From Casetext: Smarter Legal Research

Byers v. Premo

Court of Appeals of Oregon.
Feb 13, 2013
296 P.3d 659 (Or. Ct. App. 2013)

Opinion

07C12086 A146672.

2013-02-13

Robert Jerome BYERS, Petitioner–Appellant, v. Jeff PREMO, Superintendent, Oregon State Penitentiary, Defendant–Respondent.

Jason E. Thompson, Salem, argued the cause for appellant. With him on the briefs was James N. Varner and Ferder Casebeer French & Thompson, LLP. David B. Thompson, Senior Assistant Attorney General, argued the cause for respondent. With him on the briefs were John R. Kroger, Attorney General, and Anna M. Joyce, Solicitor General.



Jason E. Thompson, Salem, argued the cause for appellant. With him on the briefs was James N. Varner and Ferder Casebeer French & Thompson, LLP. David B. Thompson, Senior Assistant Attorney General, argued the cause for respondent. With him on the briefs were John R. Kroger, Attorney General, and Anna M. Joyce, Solicitor General.
Before ARMSTRONG, Presiding Judge, and HASELTON, Chief Judge, and NAKAMOTO, Judge.

ARMSTRONG, P.J.

Petitioner appeals a judgment denying his petition for post-conviction relief. He contends, among other things, that he did not receive in the criminal case that is the subject of this post-conviction proceeding the legal representation to which he was entitled under Article I, section 11, of the Oregon Constitution. We write to address only petitioner's argument that his trial counsel provided constitutionally deficient representation to him in his criminal case by failing to tell him that the trial court could impose consecutive sentences based on petitioner's stipulation to certain facts at trial. We reject all of petitioner's other arguments without discussion and affirm the judgment.

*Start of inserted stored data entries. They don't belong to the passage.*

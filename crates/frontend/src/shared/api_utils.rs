//! API utilities for frontend-backend communication.
//!
//! Builds request URLs from the current window location and attaches the
//! session token (`authToken` cookie) as a Bearer header on every request.

use gloo_net::http::{Request, RequestBuilder, Response};

use crate::system::auth::storage::auth_token;

/// Base URL for API requests, derived from the current window location.
/// Returns an empty string when no window is available.
pub fn api_base() -> String {
    let window = match web_sys::window() {
        Some(w) => w,
        None => return String::new(),
    };
    let location = window.location();
    let protocol = location.protocol().unwrap_or_else(|_| "http:".to_string());
    let host = location.host().unwrap_or_else(|_| "127.0.0.1".to_string());
    format!("{}//{}", protocol, host)
}

/// Full API URL from a path starting with `/api/v1/`.
pub fn api_url(path: &str) -> String {
    format!("{}{}", api_base(), path)
}

fn with_auth(builder: RequestBuilder) -> RequestBuilder {
    match auth_token() {
        Some(token) => builder.header("Authorization", &format!("Bearer {}", token)),
        None => builder,
    }
}

pub fn get(path: &str) -> RequestBuilder {
    with_auth(Request::get(&api_url(path)))
}

pub fn post(path: &str) -> RequestBuilder {
    with_auth(Request::post(&api_url(path)))
}

pub fn put(path: &str) -> RequestBuilder {
    with_auth(Request::put(&api_url(path)))
}

pub fn delete(path: &str) -> RequestBuilder {
    with_auth(Request::delete(&api_url(path)))
}

/// User-facing message for a failed response: the backend's `message` field
/// when present, otherwise a generic status line.
pub async fn error_message(response: &Response) -> String {
    if let Ok(body) = response.json::<serde_json::Value>().await {
        if let Some(msg) = body.get("message").and_then(|m| m.as_str()) {
            return msg.to_string();
        }
    }
    format!("Error del servidor: {}", response.status())
}
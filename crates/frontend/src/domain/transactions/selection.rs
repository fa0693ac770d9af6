//! Selection state for the new-closing workflow.
//!
//! A closing settles against at most one provider, so the selection enforces
//! a single-provider rule: once a selected transaction carries a provider,
//! any further transaction with a *different* provider is rejected and the
//! selection stays untouched. Transactions without provider mix freely.

use std::collections::HashSet;

use contracts::domain::provider::Provider;
use contracts::domain::transaction::{PaymentMethod, Transaction, TransactionKind};

/// Rejected attempt to mix providers in one selection.
#[derive(Debug, Clone, PartialEq)]
pub struct ProviderMismatch {
    pub current: Provider,
    pub attempted: Provider,
}

#[derive(Debug, Clone, Default)]
pub struct SelectionState {
    items: Vec<Transaction>,
}

impl SelectionState {
    pub fn new() -> Self {
        Self::default()
    }

    pub fn len(&self) -> usize {
        self.items.len()
    }

    pub fn is_empty(&self) -> bool {
        self.items.is_empty()
    }

    pub fn is_selected(&self, id: &str) -> bool {
        self.items.iter().any(|t| t.id == id)
    }

    pub fn ids(&self) -> HashSet<String> {
        self.items.iter().map(|t| t.id.clone()).collect()
    }

    pub fn items(&self) -> &[Transaction] {
        &self.items
    }

    /// Provider the selection is committed to: the first income carrying
    /// one, falling back to any selected transaction with one.
    pub fn provider(&self) -> Option<&Provider> {
        self.incomes()
            .find_map(|t| t.provider.as_ref())
            .or_else(|| self.items.iter().find_map(|t| t.provider.as_ref()))
    }

    pub fn income_count(&self) -> usize {
        self.incomes().count()
    }

    /// Adds one transaction, enforcing the single-provider rule. On a
    /// mismatch the selection is left unchanged and the conflicting pair is
    /// returned. Re-selecting an already selected id is a no-op.
    pub fn select(&mut self, transaction: Transaction) -> Result<(), ProviderMismatch> {
        if self.is_selected(&transaction.id) {
            return Ok(());
        }
        if let (Some(current), Some(attempted)) = (self.provider(), transaction.provider.as_ref())
        {
            if current.id != attempted.id {
                return Err(ProviderMismatch {
                    current: current.clone(),
                    attempted: attempted.clone(),
                });
            }
        }
        self.items.push(transaction);
        Ok(())
    }

    /// Bulk selection for select-all. Skips already selected ids and does
    /// not apply the provider rule; the caller selects a homogeneous page.
    pub fn select_many(&mut self, transactions: Vec<Transaction>) {
        for transaction in transactions {
            if !self.is_selected(&transaction.id) {
                self.items.push(transaction);
            }
        }
    }

    pub fn deselect(&mut self, id: &str) {
        self.items.retain(|t| t.id != id);
    }

    pub fn deselect_many(&mut self, ids: &HashSet<String>) {
        self.items.retain(|t| !ids.contains(&t.id));
    }

    pub fn clear(&mut self) {
        self.items.clear();
    }

    pub fn incomes(&self) -> impl Iterator<Item = &Transaction> {
        self.items.iter().filter(|t| t.is_income())
    }

    pub fn expenses(&self) -> impl Iterator<Item = &Transaction> {
        self.items.iter().filter(|t| t.is_expense())
    }

    pub fn income_ids(&self) -> Vec<String> {
        self.incomes().map(|t| t.id.clone()).collect()
    }

    pub fn expense_ids(&self) -> Vec<String> {
        self.expenses().map(|t| t.id.clone()).collect()
    }

    /// Σ amounts of one kind restricted to one payment method.
    pub fn total_by_method(&self, kind: TransactionKind, method: PaymentMethod) -> f64 {
        self.items
            .iter()
            .filter(|t| t.kind == kind && t.payment_method == method)
            .map(|t| t.amount)
            .sum()
    }

    pub fn total_income(&self) -> f64 {
        self.incomes().map(|t| t.amount).sum()
    }

    pub fn total_expense(&self) -> f64 {
        self.expenses().map(|t| t.amount).sum()
    }

    /// Net of the selection: incomes minus expenses, all methods.
    pub fn balance(&self) -> f64 {
        self.total_income() - self.total_expense()
    }

    /// Physical cash the register should hold for this selection: the sum
    /// of cash incomes. Expenses are settled separately and card/transfer
    /// amounts never touch the drawer.
    pub fn expected_cash(&self) -> f64 {
        self.total_by_method(TransactionKind::Income, PaymentMethod::Cash)
    }
}

#[cfg(test)]
mod tests {
    use super::*;

    fn provider(id: &str) -> Provider {
        Provider {
            id: id.to_string(),
            name: format!("Proveedor {}", id),
        }
    }

    fn tx(
        id: &str,
        kind: TransactionKind,
        amount: f64,
        method: PaymentMethod,
        provider: Option<Provider>,
    ) -> Transaction {
        Transaction {
            id: id.to_string(),
            kind,
            amount,
            base_amount: None,
            gps_amount: None,
            payment_method: method,
            date: "2025-08-14".to_string(),
            provider,
            reference: id.to_string(),
            is_late: None,
            late_payment_date: None,
        }
    }

    #[test]
    fn select_and_deselect_roundtrip() {
        let mut sel = SelectionState::new();
        sel.select(tx(
            "a",
            TransactionKind::Income,
            10_000.0,
            PaymentMethod::Cash,
            None,
        ))
        .unwrap();
        assert!(sel.is_selected("a"));
        assert_eq!(sel.len(), 1);

        sel.deselect("a");
        assert!(sel.is_empty());
    }

    #[test]
    fn reselecting_same_id_does_not_duplicate() {
        let mut sel = SelectionState::new();
        let t = tx(
            "a",
            TransactionKind::Income,
            10_000.0,
            PaymentMethod::Cash,
            None,
        );
        sel.select(t.clone()).unwrap();
        sel.select(t).unwrap();
        assert_eq!(sel.len(), 1);
    }

    #[test]
    fn provider_mismatch_leaves_selection_unchanged() {
        let mut sel = SelectionState::new();
        sel.select(tx(
            "a",
            TransactionKind::Income,
            10_000.0,
            PaymentMethod::Cash,
            Some(provider("p1")),
        ))
        .unwrap();

        let err = sel
            .select(tx(
                "b",
                TransactionKind::Income,
                20_000.0,
                PaymentMethod::Cash,
                Some(provider("p2")),
            ))
            .unwrap_err();

        assert_eq!(err.current.id, "p1");
        assert_eq!(err.attempted.id, "p2");
        assert_eq!(sel.len(), 1);
        assert!(!sel.is_selected("b"));
        assert_eq!(sel.provider().map(|p| p.id.as_str()), Some("p1"));
    }

    #[test]
    fn providerless_transactions_mix_with_anything() {
        let mut sel = SelectionState::new();
        sel.select(tx(
            "a",
            TransactionKind::Income,
            10_000.0,
            PaymentMethod::Cash,
            None,
        ))
        .unwrap();
        sel.select(tx(
            "b",
            TransactionKind::Income,
            20_000.0,
            PaymentMethod::Card,
            Some(provider("p1")),
        ))
        .unwrap();
        sel.select(tx(
            "c",
            TransactionKind::Expense,
            5_000.0,
            PaymentMethod::Cash,
            None,
        ))
        .unwrap();
        assert_eq!(sel.len(), 3);
        assert_eq!(sel.provider().map(|p| p.id.as_str()), Some("p1"));
    }

    #[test]
    fn same_provider_is_allowed() {
        let mut sel = SelectionState::new();
        sel.select(tx(
            "a",
            TransactionKind::Income,
            10_000.0,
            PaymentMethod::Cash,
            Some(provider("p1")),
        ))
        .unwrap();
        sel.select(tx(
            "b",
            TransactionKind::Income,
            20_000.0,
            PaymentMethod::Cash,
            Some(provider("p1")),
        ))
        .unwrap();
        assert_eq!(sel.len(), 2);
    }

    #[test]
    fn totals_split_by_kind_and_method() {
        let mut sel = SelectionState::new();
        sel.select_many(vec![
            tx(
                "a",
                TransactionKind::Income,
                50_000.0,
                PaymentMethod::Cash,
                None,
            ),
            tx(
                "b",
                TransactionKind::Income,
                30_000.0,
                PaymentMethod::Transfer,
                None,
            ),
            tx(
                "c",
                TransactionKind::Income,
                20_000.0,
                PaymentMethod::Card,
                None,
            ),
            tx(
                "d",
                TransactionKind::Expense,
                10_000.0,
                PaymentMethod::Cash,
                None,
            ),
        ]);

        assert_eq!(sel.total_income(), 100_000.0);
        assert_eq!(sel.total_expense(), 10_000.0);
        assert_eq!(sel.balance(), 90_000.0);
        assert_eq!(
            sel.total_by_method(TransactionKind::Income, PaymentMethod::Transfer),
            30_000.0
        );
        // Only cash incomes move the drawer; the expense stays out.
        assert_eq!(sel.expected_cash(), 50_000.0);
    }

    #[test]
    fn clear_empties_everything() {
        let mut sel = SelectionState::new();
        sel.select(tx(
            "a",
            TransactionKind::Income,
            10_000.0,
            PaymentMethod::Cash,
            Some(provider("p1")),
        ))
        .unwrap();
        sel.clear();
        assert!(sel.is_empty());
        assert!(sel.provider().is_none());
    }
}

.Article I, section 11, provides, in part, “In all criminal prosecutions, the accused shall have the right * * * to be heard by himself and counsel[.]” Petitioner also asserts that he was denied effective assistance of counsel under the Sixth and Fourteenth Amendments to the United States Constitution. Petitioner makes no reasoned argument under the federal constitution, and, consequently, we do not address his federal claim. See Koch v. State, 252 Or.App. 657, 658 n. 1, 288 P.3d 582 (2012) (explaining that we do not develop a party's argument if the party has not endeavored to do so).

We summarize the facts from the post-conviction court's findings and from the record. Petitioner was charged with one count of first-degree burglary, ORS 164.225; three counts of first-degree rape, ORS 163.375; six counts of first-degree sodomy, ORS 163.405; one count of first-degree unlawful sexual penetration, ORS 163.411; and one count of second-degree assault, ORS 163.175; based on an incident in which petitioner broke into the victim's house and repeatedly sexually assaulted her.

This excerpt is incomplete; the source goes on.